I halted with my back to him. Not seeing the view. Not seeing anything. My eyes filling with unwanted, stupid tears. There was so much gentleness in the sound of my name on his lips.

“I cheated on you with the were-bitch.”

My shoulders tensed. I raised a hand and brushed away the tears. I took a breath that shuddered through me. But I didn’t turn around, keeping my back to him. Coward.
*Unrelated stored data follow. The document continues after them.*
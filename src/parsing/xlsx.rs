//! Spreadsheet workbook library tables (xlsx, xls, ods).
//!
//! A workbook must contain two sheets:
//!
//! - `libraries`: one library per row
//! - `parameters`: one free-form parameter per row, with columns
//!   `library_id`, `parameter_name` and `parameter_value`
//!
//! In both sheets the first row holds field names and the second row holds
//! human-readable descriptions, which are skipped. Data starts on the third row.

use std::collections::HashMap;
use std::fs::File;
use std::io::BufReader;
use std::path::Path;

use calamine::{open_workbook_auto, Reader, Sheets};
use tracing::{debug, warn};

use crate::core::library::{Library, LibraryParams};
use crate::core::table::LibraryTable;
use crate::parsing::LibraryTableError;
use crate::utils::validation::collapse_newlines;

pub const LIBRARIES_SHEET: &str = "libraries";
pub const PARAMETERS_SHEET: &str = "parameters";

/// Rows before the first data row: field names, then descriptions
const HEADER_ROWS: usize = 2;

const PARAM_LIBRARY_ID: &str = "library_id";
const PARAM_NAME: &str = "parameter_name";
const PARAM_VALUE: &str = "parameter_value";

/// Cell text of a sheet, row by row
pub type SheetRows = Vec<Vec<String>>;

fn workbook_error(e: impl std::fmt::Display) -> LibraryTableError {
    LibraryTableError::Workbook(e.to_string())
}

/// Load a library table from a spreadsheet workbook
///
/// # Errors
///
/// Returns `LibraryTableError::FileNotFound` if `path` is not a regular file,
/// `LibraryTableError::Workbook` if the workbook cannot be read,
/// `LibraryTableError::MissingSheet` if either required sheet is absent, or the
/// errors of [`libraries_from_sheets`].
pub fn read_library_table_workbook(path: &Path) -> Result<LibraryTable, LibraryTableError> {
    if !path.is_file() {
        return Err(LibraryTableError::FileNotFound(path.to_path_buf()));
    }

    let mut workbook = open_workbook_auto(path).map_err(workbook_error)?;

    let sheet_names = workbook.sheet_names();
    for required in [LIBRARIES_SHEET, PARAMETERS_SHEET] {
        if !sheet_names.iter().any(|name| name == required) {
            return Err(LibraryTableError::MissingSheet(required.to_string()));
        }
    }

    let parameters = sheet_rows(&mut workbook, PARAMETERS_SHEET)?;
    let libraries = sheet_rows(&mut workbook, LIBRARIES_SHEET)?;

    libraries_from_sheets(&libraries, &parameters)
}

fn sheet_rows(
    workbook: &mut Sheets<BufReader<File>>,
    name: &str,
) -> Result<SheetRows, LibraryTableError> {
    let range = workbook.worksheet_range(name).map_err(workbook_error)?;
    Ok(range
        .rows()
        .map(|row| row.iter().map(ToString::to_string).collect())
        .collect())
}

/// A data row of a sheet as field name to value, with its 1-based row number
fn sheet_records(rows: &[Vec<String>]) -> impl Iterator<Item = (usize, HashMap<String, String>)> + '_ {
    let field_names: &[String] = rows.first().map(Vec::as_slice).unwrap_or_default();

    rows.iter()
        .enumerate()
        .skip(HEADER_ROWS)
        .filter(|(_, row)| row.iter().any(|cell| !cell.trim().is_empty()))
        .map(move |(i, row)| {
            let record = field_names
                .iter()
                .zip(row.iter())
                .filter(|(name, _)| !name.is_empty())
                .map(|(name, value)| (name.trim().to_string(), collapse_newlines(value)))
                .collect();
            (i + 1, record)
        })
}

/// Collect the `parameters` sheet into per-library parameter maps
///
/// # Errors
///
/// Returns `LibraryTableError::Workbook` if a required column is missing.
pub fn params_from_sheet(
    rows: &[Vec<String>],
) -> Result<HashMap<String, LibraryParams>, LibraryTableError> {
    let field_names = rows.first().map(Vec::as_slice).unwrap_or_default();
    if !rows.is_empty() {
        for column in [PARAM_LIBRARY_ID, PARAM_NAME, PARAM_VALUE] {
            if !field_names.iter().any(|name| name.trim() == column) {
                return Err(LibraryTableError::Workbook(format!(
                    "'{PARAMETERS_SHEET}' sheet missing '{column}' column"
                )));
            }
        }
    }

    let mut params: HashMap<String, LibraryParams> = HashMap::new();
    for (_, mut record) in sheet_records(rows) {
        let library_id = record.remove(PARAM_LIBRARY_ID).unwrap_or_default();
        let name = record.remove(PARAM_NAME).unwrap_or_default();
        let value = record.remove(PARAM_VALUE).unwrap_or_default();
        params
            .entry(library_id.trim().to_string())
            .or_default()
            .insert(name.trim().to_string(), value);
    }
    Ok(params)
}

/// Build a library table from the cell text of the `libraries` and
/// `parameters` sheets.
///
/// Rows with every cell empty are skipped. Newlines inside cells are
/// collapsed to single spaces.
///
/// # Errors
///
/// Returns `LibraryTableError::InvalidRecord` for a row without a library id,
/// `LibraryTableError::DuplicateLibraryId` if an id repeats, or the errors of
/// [`params_from_sheet`].
pub fn libraries_from_sheets(
    libraries: &[Vec<String>],
    parameters: &[Vec<String>],
) -> Result<LibraryTable, LibraryTableError> {
    let mut params = params_from_sheet(parameters)?;

    let mut table = LibraryTable::new();
    for (row_num, record) in sheet_records(libraries) {
        let library_params = record
            .get("library_id")
            .and_then(|id| params.remove(id.trim()))
            .unwrap_or_default();

        let library = Library::from_fields(&record, library_params).map_err(|e| match e {
            LibraryTableError::MissingField(field) => LibraryTableError::InvalidRecord {
                line: row_num,
                message: format!("'{LIBRARIES_SHEET}' sheet row missing required field '{field}'"),
            },
            other => other,
        })?;
        table.insert(library)?;
    }

    for library_id in params.keys() {
        warn!(library = %library_id, "Parameters given for unknown library");
    }

    debug!(libraries = table.len(), "Loaded workbook library table");
    Ok(table)
}

#[cfg(test)]
mod tests {
    use super::*;
    use crate::core::types::{FragmentLayout, LibraryType};

    fn sheet(rows: &[&[&str]]) -> SheetRows {
        rows.iter()
            .map(|row| row.iter().map(|s| (*s).to_string()).collect())
            .collect()
    }

    fn libraries_sheet() -> SheetRows {
        sheet(&[
            &["library_id", "sample_id", "library_type", "read1_files", "read2_files", "description"],
            &["Library ID", "Sample ID", "Strand protocol", "Read 1", "Read 2", "Notes"],
            &["L1", "S1", "fr-firststrand", "a_1.fq", "a_2.fq", "first\nlibrary"],
            &["", "", "", "", "", ""],
            &["L2", "S2", "fr-unstranded", "b.fq", "", ""],
        ])
    }

    fn parameters_sheet() -> SheetRows {
        sheet(&[
            &["library_id", "parameter_name", "parameter_value"],
            &["Library ID", "Name", "Value"],
            &["L1", "adapter", "AGATCGGAAGAGC"],
            &["L1", "min_length", "25"],
            &["L2", "note", "multi\nline"],
        ])
    }

    #[test]
    fn test_libraries_from_sheets() {
        let table = libraries_from_sheets(&libraries_sheet(), &parameters_sheet()).unwrap();
        assert_eq!(table.len(), 2);

        let l1 = table.get("L1").unwrap();
        assert_eq!(l1.sample_id, "S1");
        assert_eq!(l1.library_type, LibraryType::FrFirststrand);
        assert_eq!(l1.fragment_layout(), FragmentLayout::Paired);
        assert_eq!(l1.description, "first library");
        assert_eq!(l1.params.len(), 2);
        assert_eq!(l1.params.get("min_length").unwrap(), "25");

        let l2 = table.get("L2").unwrap();
        assert_eq!(l2.fragment_layout(), FragmentLayout::Single);
        assert_eq!(l2.params.get("note").unwrap(), "multi line");
    }

    #[test]
    fn test_description_row_is_skipped() {
        let libraries = sheet(&[
            &["library_id", "read1_files"],
            &["library_id", "read1_files"],
        ]);
        let table = libraries_from_sheets(&libraries, &parameters_sheet()).unwrap();
        assert!(table.is_empty());
    }

    #[test]
    fn test_duplicate_library_id() {
        let libraries = sheet(&[
            &["library_id", "read1_files"],
            &["", ""],
            &["L1", "a.fq"],
            &["L1", "b.fq"],
        ]);
        let err = libraries_from_sheets(&libraries, &[]).unwrap_err();
        assert!(matches!(err, LibraryTableError::DuplicateLibraryId(id) if id == "L1"));
    }

    #[test]
    fn test_missing_library_id_reports_row() {
        let libraries = sheet(&[
            &["library_id", "read1_files"],
            &["", ""],
            &["", "a.fq"],
        ]);
        let err = libraries_from_sheets(&libraries, &[]).unwrap_err();
        assert!(matches!(err, LibraryTableError::InvalidRecord { line: 3, .. }));
    }

    #[test]
    fn test_parameters_sheet_missing_column() {
        let parameters = sheet(&[&["library_id", "parameter_name"], &["", ""]]);
        let err = params_from_sheet(&parameters).unwrap_err();
        assert!(matches!(err, LibraryTableError::Workbook(_)));
    }

    #[test]
    fn test_missing_workbook_file() {
        let err = read_library_table_workbook(Path::new("/no/such/libraries.xlsx")).unwrap_err();
        assert!(matches!(err, LibraryTableError::FileNotFound(_)));
    }
}
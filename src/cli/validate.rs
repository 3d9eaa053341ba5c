use std::path::PathBuf;

use anyhow::Context;
use clap::Args;

use crate::cli::{InputFormat, OutputFormat};
use crate::core::library::{Library, LibraryIssue};
use crate::parsing::{self, TableFormat};

#[derive(Args)]
pub struct ValidateArgs {
    /// Library table (TSV, XML, or xlsx/xls/ods workbook)
    #[arg(required = true)]
    pub table: PathBuf,

    /// Table format (detected from the file extension by default)
    #[arg(long)]
    pub input_format: Option<InputFormat>,

    /// Exit successfully even when some libraries fail validation
    #[arg(long)]
    pub allow_invalid: bool,
}

struct LibraryReport<'a> {
    library: &'a Library,
    issues: Vec<LibraryIssue>,
}

/// Execute validate subcommand
///
/// # Errors
///
/// Returns an error if the table cannot be loaded, the filesystem cannot be
/// queried, or any library is invalid and `--allow-invalid` was not given.
#[allow(clippy::needless_pass_by_value)] // CLI entry point, values from clap
pub fn run(args: ValidateArgs, format: OutputFormat, verbose: bool) -> anyhow::Result<()> {
    let table_format = args
        .input_format
        .map_or_else(|| TableFormat::from_path(&args.table), TableFormat::from);
    let table = parsing::read_library_table_as(&args.table, table_format)
        .with_context(|| format!("Failed to load library table {}", args.table.display()))?;

    if verbose {
        eprintln!(
            "Loaded {} libraries from {} ({:?})",
            table.len(),
            args.table.display(),
            table_format
        );
    }

    let mut reports = Vec::with_capacity(table.len());
    for library in table.values() {
        let issues = library.validate()?;
        reports.push(LibraryReport { library, issues });
    }

    match format {
        OutputFormat::Text => print_text_report(&reports),
        OutputFormat::Json => print_json_report(&args, &reports)?,
        OutputFormat::Tsv => print_tsv_report(&reports),
    }

    let invalid = reports.iter().filter(|r| !r.issues.is_empty()).count();
    if invalid > 0 && !args.allow_invalid {
        anyhow::bail!("{invalid} of {} libraries failed validation", reports.len());
    }

    Ok(())
}

fn print_text_report(reports: &[LibraryReport<'_>]) {
    println!("Library Validation");
    println!("{}", "=".repeat(60));

    for report in reports {
        let library = report.library;
        let status = if report.issues.is_empty() { "OK" } else { "INVALID" };
        println!("\n{} [{status}]", library.library_id);
        println!("  Sample: {}", library.sample_id);
        println!("  Library type: {}", library.library_type);
        println!("  Fragment layout: {}", library.fragment_layout());
        println!(
            "  Read files: {} read 1, {} read 2",
            library.read1_files.len(),
            library.read2_files.len()
        );
        if !library.params.is_empty() {
            println!("  Parameters: {}", library.params.len());
        }
        for issue in &report.issues {
            println!("  - {issue}");
        }
    }

    let valid = reports.iter().filter(|r| r.issues.is_empty()).count();
    println!("\n{valid} of {} libraries valid", reports.len());
}

fn print_json_report(args: &ValidateArgs, reports: &[LibraryReport<'_>]) -> anyhow::Result<()> {
    let libraries: Vec<serde_json::Value> = reports
        .iter()
        .map(|report| {
            serde_json::json!({
                "library": report.library,
                "fragment_layout": report.library.fragment_layout(),
                "valid": report.issues.is_empty(),
                "issues": report.issues.iter().map(ToString::to_string).collect::<Vec<_>>(),
            })
        })
        .collect();

    let output = serde_json::json!({
        "table": args.table.display().to_string(),
        "library_count": reports.len(),
        "valid_count": reports.iter().filter(|r| r.issues.is_empty()).count(),
        "libraries": libraries,
    });

    println!("{}", serde_json::to_string_pretty(&output)?);
    Ok(())
}

fn print_tsv_report(reports: &[LibraryReport<'_>]) {
    println!("library_id\tlibrary_type\tfragment_layout\tread1_count\tread2_count\tvalid\tissues");
    for report in reports {
        let library = report.library;
        let issues: Vec<String> = report.issues.iter().map(ToString::to_string).collect();
        println!(
            "{}\t{}\t{}\t{}\t{}\t{}\t{}",
            library.library_id,
            library.library_type,
            library.fragment_layout(),
            library.read1_files.len(),
            library.read2_files.len(),
            report.issues.is_empty(),
            issues.join("; "),
        );
    }
}
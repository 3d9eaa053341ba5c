use serde::{Deserialize, Serialize};

/// Strand protocol used to prepare a library
#[derive(Debug, Clone, PartialEq, Eq, Hash, Default)]
pub enum LibraryType {
    /// dUTP / first-strand directional (`fr-firststrand`)
    FrFirststrand,
    /// Unstranded (`fr-unstranded`)
    FrUnstranded,
    /// Anything else found in a table; kept so validation can report it
    Other(String),
    /// Not given
    #[default]
    Unspecified,
}

impl LibraryType {
    pub const FR_FIRSTSTRAND: &'static str = "fr-firststrand";
    pub const FR_UNSTRANDED: &'static str = "fr-unstranded";

    /// Parse a library type from a table value. Unrecognized values are retained.
    pub fn parse(s: &str) -> Self {
        match s.trim() {
            "" => Self::Unspecified,
            Self::FR_FIRSTSTRAND => Self::FrFirststrand,
            Self::FR_UNSTRANDED => Self::FrUnstranded,
            other => Self::Other(other.to_string()),
        }
    }

    /// True for the strand protocols the pipeline knows how to handle
    #[must_use]
    pub fn is_recognized(&self) -> bool {
        matches!(self, Self::FrFirststrand | Self::FrUnstranded)
    }

    pub fn as_str(&self) -> &str {
        match self {
            Self::FrFirststrand => Self::FR_FIRSTSTRAND,
            Self::FrUnstranded => Self::FR_UNSTRANDED,
            Self::Other(s) => s,
            Self::Unspecified => "",
        }
    }
}

impl std::fmt::Display for LibraryType {
    fn fmt(&self, f: &mut std::fmt::Formatter<'_>) -> std::fmt::Result {
        write!(f, "{}", self.as_str())
    }
}

impl Serialize for LibraryType {
    fn serialize<S: serde::Serializer>(&self, serializer: S) -> Result<S::Ok, S::Error> {
        serializer.serialize_str(self.as_str())
    }
}

impl<'de> Deserialize<'de> for LibraryType {
    fn deserialize<D: serde::Deserializer<'de>>(deserializer: D) -> Result<Self, D::Error> {
        let s = String::deserialize(deserializer)?;
        Ok(Self::parse(&s))
    }
}

/// Whether a library was sequenced single-end or paired-end
#[derive(Debug, Clone, Copy, PartialEq, Eq, Serialize, Deserialize)]
#[serde(rename_all = "snake_case")]
pub enum FragmentLayout {
    Single,
    Paired,
}

impl FragmentLayout {
    pub fn as_str(&self) -> &'static str {
        match self {
            Self::Single => "single",
            Self::Paired => "paired",
        }
    }
}

impl std::fmt::Display for FragmentLayout {
    fn fmt(&self, f: &mut std::fmt::Formatter<'_>) -> std::fmt::Result {
        write!(f, "{}", self.as_str())
    }
}

/// Read end of a paired-end fragment
#[derive(Debug, Clone, Copy, PartialEq, Eq, Serialize, Deserialize)]
pub enum ReadEnd {
    Read1,
    Read2,
}

impl std::fmt::Display for ReadEnd {
    fn fmt(&self, f: &mut std::fmt::Formatter<'_>) -> std::fmt::Result {
        match self {
            Self::Read1 => write!(f, "read 1"),
            Self::Read2 => write!(f, "read 2"),
        }
    }
}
“You and me, we weren’t . . . going steady, or whatever. And I didn’t have any choice in the matter, once I was infected with the were-taint, but I cheated on you. I knew it even when I was sick. I was used to talking my way into women’s good graces and beds for information. It was easy; always had been. And I paid the price for it. I lost my humanity—”

“Maybe,” I interrupted.

“Maybe,” he conceded. “Probably, if the pain of the last full moon was an indication. But I also lost you. And that’s the part I can’t stop thinking about. I cheated on you, and yet you came and got me out. You saved my life.”

“Maybe,” I said again.

He chuckled, the tone mocking, and I hitched a shoulder. The were-bitch’s dead body had been crumpled at Rick’s feet when I found him. If the werewolves had found her, they’d have killed him without a second thought, holding him responsible. I found her, and Rick, first.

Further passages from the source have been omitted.